Extracted information START

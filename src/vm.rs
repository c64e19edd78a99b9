//! # Orquestrador de Memória Virtual
//!
//! [`Vm`] reúne os recursos globais (pool de frames e tabela de swap) e
//! expõe as operações que o resto do kernel consome: alocação preguiçosa,
//! claim, resolução de faults, mmap/munmap, cópia de fork e teardown.
//!
//! Ordem global de locks, respeitada por todos os caminhos:
//!
//! ```text
//! pool ──(solta antes de)──► página ──► bytes do frame ──► swap
//! ```
//!
//! O claim publica o ocupante no pool só DEPOIS da população: um frame
//! meio-populado nunca entra no alcance do clock. Nenhum caminho segura
//! duas páginas ao mesmo tempo; a cópia de fork passa por um buffer
//! intermediário justamente para não precisar das duas residentes juntas.

use alloc::boxed::Box;
use alloc::sync::Arc;

use crate::addr::{PhysAddr, VirtAddr};
use crate::config::{PAGE_SIZE, USER_VIRTUAL_END};
use crate::error::{VmError, VmResult};
use crate::fault::{self, FaultInfo, FaultResult};
use crate::file_backed::{self, FileSegment};
use crate::frame::{FrameStats, FrameTable, Occupant};
use crate::hal::{BlockDevice, FileRef, MapFlags};
use crate::page::{BackingKind, Page, PageBacking, PageBuf, PageInit, PageRef};
use crate::process::ProcessVm;
use crate::swap::{SwapStats, SwapTable};

/// Fotografia dos recursos globais do subsistema
#[derive(Debug, Clone, Copy)]
pub struct VmStats {
    pub frames: FrameStats,
    pub swap: SwapStats,
}

/// Subsistema de memória virtual: uma instância por kernel
pub struct Vm {
    frames: FrameTable,
    swap: SwapTable,
}

/// Plano de cópia de uma página do pai, decidido sob o lock dela
enum CopyPlan {
    /// Nunca populada: o filho recebe o mesmo estado pendente
    Pending {
        target: BackingKind,
        init: Option<PageInit>,
        seg: Option<FileSegment>,
    },
    /// File-backed: o filho repopula do arquivo quando faltar
    Lazy(FileSegment),
    /// Anônima: bytes copiados frame a frame
    AnonBytes,
}

impl Vm {
    /// Inicializa o subsistema com `frames` frames físicos a partir de
    /// `frame_base` e swap no dispositivo `swap_dev`.
    pub fn new(
        frames: usize,
        frame_base: PhysAddr,
        swap_dev: Arc<dyn BlockDevice>,
    ) -> VmResult<Self> {
        if frames == 0 {
            return Err(VmError::InvalidParameter);
        }
        let swap = SwapTable::new(swap_dev)?;
        let vm = Self {
            frames: FrameTable::new(frames, frame_base),
            swap,
        };
        crate::kinfo!(
            "(VM) subsistema ativo: {} frames, {} slots de swap",
            vm.frames.capacity(),
            vm.swap.stats().total_slots
        );
        Ok(vm)
    }

    #[inline]
    pub(crate) fn frames(&self) -> &FrameTable {
        &self.frames
    }

    #[inline]
    pub(crate) fn swap(&self) -> &SwapTable {
        &self.swap
    }

    /// Registra uma página pendente em `addr`, sem consumir frame.
    ///
    /// Páginas file-backed exigem `seg`; `init` roda uma única vez na
    /// primeira população.
    pub fn allocate_page(
        &self,
        proc: &mut ProcessVm,
        target: BackingKind,
        addr: VirtAddr,
        writable: bool,
        init: Option<PageInit>,
        seg: Option<FileSegment>,
    ) -> VmResult<()> {
        if addr.is_null() || addr.as_u64() >= USER_VIRTUAL_END {
            return Err(VmError::InvalidAddress);
        }
        if !addr.is_page_aligned() {
            return Err(VmError::NotAligned);
        }
        if target == BackingKind::File && seg.is_none() {
            return Err(VmError::InvalidParameter);
        }
        let aspace = proc.aspace().clone();
        proc.spt_mut()
            .insert(Page::new_uninit(addr, writable, target, init, seg, aspace))?;
        crate::ktrace!("(VM) página pendente em {:?}", addr);
        Ok(())
    }

    /// Torna residente a página registrada em `addr`.
    pub fn claim_page(&self, proc: &mut ProcessVm, addr: VirtAddr) -> VmResult<()> {
        let page = proc.spt().find(addr).ok_or(VmError::NotMapped)?;
        self.claim(&page)
    }

    /// Claim: frame do pool, tradução na tabela de páginas, população e,
    /// por último, publicação do ocupante.
    ///
    /// Qualquer falha desfaz tudo: o frame volta ao pool via
    /// `abort_claim` e a página permanece não residente.
    pub(crate) fn claim(&self, page_ref: &PageRef) -> VmResult<()> {
        if page_ref.lock().is_resident() {
            return Err(VmError::DoubleClaim);
        }

        let id = self.frames.get_frame(&self.swap);
        let mem = self.frames.mem(id);

        let mut page = page_ref.lock();
        let va = page.va();
        let mut flags = MapFlags::PRESENT | MapFlags::USER;
        if page.writable() {
            flags |= MapFlags::WRITABLE;
        }
        if !page.aspace().map(va, self.frames.phys(id), flags) {
            drop(page);
            self.frames.abort_claim(id);
            crate::kerror!("(VM) mapeamento de {:?} recusado", va);
            return Err(VmError::MappingFailed);
        }
        page.set_frame(Some(id));

        {
            let mut buf = mem.lock();
            if let Err(e) = page.populate(&mut buf, &self.swap) {
                page.aspace().unmap(va);
                page.set_frame(None);
                drop(buf);
                drop(page);
                self.frames.abort_claim(id);
                crate::kerror!("(VM) população de {:?} falhou: {}", va, e);
                return Err(e);
            }
        }

        let occupant = Occupant {
            page: page_ref.clone(),
            va,
            aspace: page.aspace().clone(),
        };
        drop(page);
        self.frames.install(id, occupant);
        crate::ktrace!("(VM) {:?} residente no frame {}", va, id.index());
        Ok(())
    }

    /// Resolve um page fault do processo `proc`.
    pub fn handle_fault(&self, proc: &mut ProcessVm, info: FaultInfo) -> FaultResult {
        fault::handle_fault(self, proc, info)
    }

    /// Mapeia `length` bytes de `file` a partir de `offset` em `addr`.
    ///
    /// Validação completa antes de qualquer efeito; em colisão no meio do
    /// intervalo, os chunks já inseridos são removidos (tudo ou nada).
    pub fn map_file(
        &self,
        proc: &mut ProcessVm,
        addr: VirtAddr,
        length: usize,
        writable: bool,
        file: &FileRef,
        offset: u64,
    ) -> VmResult<VirtAddr> {
        file_backed::map_file(self, proc, addr, length, writable, file, offset)
    }

    /// Desfaz o mapeamento iniciado em `addr`. Endereço que não é cabeça
    /// de mapeamento é ignorado.
    pub fn unmap_file(&self, proc: &mut ProcessVm, addr: VirtAddr) {
        file_backed::unmap_file(self, proc, addr)
    }

    /// Duplica o espaço de endereçamento de `parent` em `child` (fork).
    ///
    /// Pendentes são recriadas pendentes, file-backed repopulam do arquivo,
    /// anônimas são copiadas byte a byte (a do pai volta do swap se
    /// preciso). Em erro o chamador descarta o filho com [`teardown`].
    ///
    /// [`teardown`]: Vm::teardown
    pub fn copy_process(&self, child: &mut ProcessVm, parent: &ProcessVm) -> VmResult<()> {
        let child_aspace = child.aspace().clone();
        for (&va, page_ref) in parent.spt().iter() {
            let (writable, plan) = {
                let page = page_ref.lock();
                let plan = match page.backing() {
                    PageBacking::Uninit { target, init, seg } => CopyPlan::Pending {
                        target: *target,
                        init: *init,
                        seg: seg.clone(),
                    },
                    PageBacking::File(fp) => CopyPlan::Lazy(fp.seg().clone()),
                    PageBacking::Anon(_) => CopyPlan::AnonBytes,
                };
                (page.writable(), plan)
            };

            match plan {
                CopyPlan::Pending { target, init, seg } => {
                    child.spt_mut().insert(Page::new_uninit(
                        va,
                        writable,
                        target,
                        init,
                        seg,
                        child_aspace.clone(),
                    ))?;
                }
                CopyPlan::Lazy(seg) => {
                    child.spt_mut().insert(Page::new_uninit(
                        va,
                        writable,
                        BackingKind::File,
                        None,
                        Some(seg),
                        child_aspace.clone(),
                    ))?;
                }
                CopyPlan::AnonBytes => {
                    if !page_ref.lock().is_resident() {
                        self.claim(page_ref)?;
                    }
                    let snapshot = self.snapshot_frame(page_ref)?;
                    let child_ref = child.spt_mut().insert(Page::new_uninit(
                        va,
                        writable,
                        BackingKind::Anon,
                        None,
                        None,
                        child_aspace.clone(),
                    ))?;
                    self.claim(&child_ref)?;
                    self.restore_frame(&child_ref, &snapshot)?;
                }
            }
        }
        crate::kdebug!("(VM) fork copiou {} páginas", child.spt().len());
        Ok(())
    }

    /// Bytes do frame de uma página residente, copiados para o heap.
    ///
    /// O buffer intermediário desacopla pai e filho: o claim do filho pode
    /// evictar o próprio pai num pool apertado e a cópia ainda acontece.
    /// Se uma evicção venceu a janela entre o claim e este lock, a
    /// residência se perdeu e o fork falha em vez de tentar de novo.
    fn snapshot_frame(&self, page_ref: &PageRef) -> VmResult<Box<PageBuf>> {
        let page = page_ref.lock();
        let Some(id) = page.frame() else {
            crate::kerror!("(VM) residência perdida na cópia de {:?}", page.va());
            return Err(VmError::MappingFailed);
        };
        let mem = self.frames.mem(id);
        let buf = mem.lock();
        let mut copy = Box::new([0u8; PAGE_SIZE]);
        copy.copy_from_slice(&buf[..]);
        Ok(copy)
    }

    /// Escreve `bytes` no frame de uma página recém-reivindicada.
    fn restore_frame(&self, page_ref: &PageRef, bytes: &PageBuf) -> VmResult<()> {
        let page = page_ref.lock();
        let Some(id) = page.frame() else {
            crate::kerror!("(VM) residência perdida na cópia de {:?}", page.va());
            return Err(VmError::MappingFailed);
        };
        let mem = self.frames.mem(id);
        mem.lock().copy_from_slice(bytes);
        Ok(())
    }

    /// Libera todo o estado de memória de um processo que terminou.
    pub fn teardown(&self, proc: &mut ProcessVm) {
        let pages = proc.spt().len();
        proc.spt_mut().destroy(&self.frames, &self.swap);
        let s = self.stats();
        crate::kinfo!(
            "(VM) processo finalizado: {} páginas; pool {}/{}, swap {}/{}",
            pages,
            s.frames.used,
            s.frames.capacity,
            s.swap.used_slots,
            s.swap.total_slots
        );
    }

    pub fn stats(&self) -> VmStats {
        VmStats {
            frames: self.frames.stats(),
            swap: self.swap.stats(),
        }
    }
}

Extracted information END

■ How to complete this task
Your answer consists solely of the lines from the top of the records above through the line that contains "por um buffer", each echoed exactly.

■ Exercise answer
filename src/vm.rs
repository c64e19edd78a99b9
//! # Orquestrador de Memória Virtual
//!
//! [`Vm`] reúne os recursos globais (pool de frames e tabela de swap) e
//! expõe as operações que o resto do kernel consome: alocação preguiçosa,
//! claim, resolução de faults, mmap/munmap, cópia de fork e teardown.
//!
//! Ordem global de locks, respeitada por todos os caminhos:
//!
//! ```text
//! pool ──(solta antes de)──► página ──► bytes do frame ──► swap
//! ```
//!
//! O claim publica o ocupante no pool só DEPOIS da população: um frame
//! meio-populado nunca entra no alcance do clock. Nenhum caminho segura
//! duas páginas ao mesmo tempo; a cópia de fork passa por um buffer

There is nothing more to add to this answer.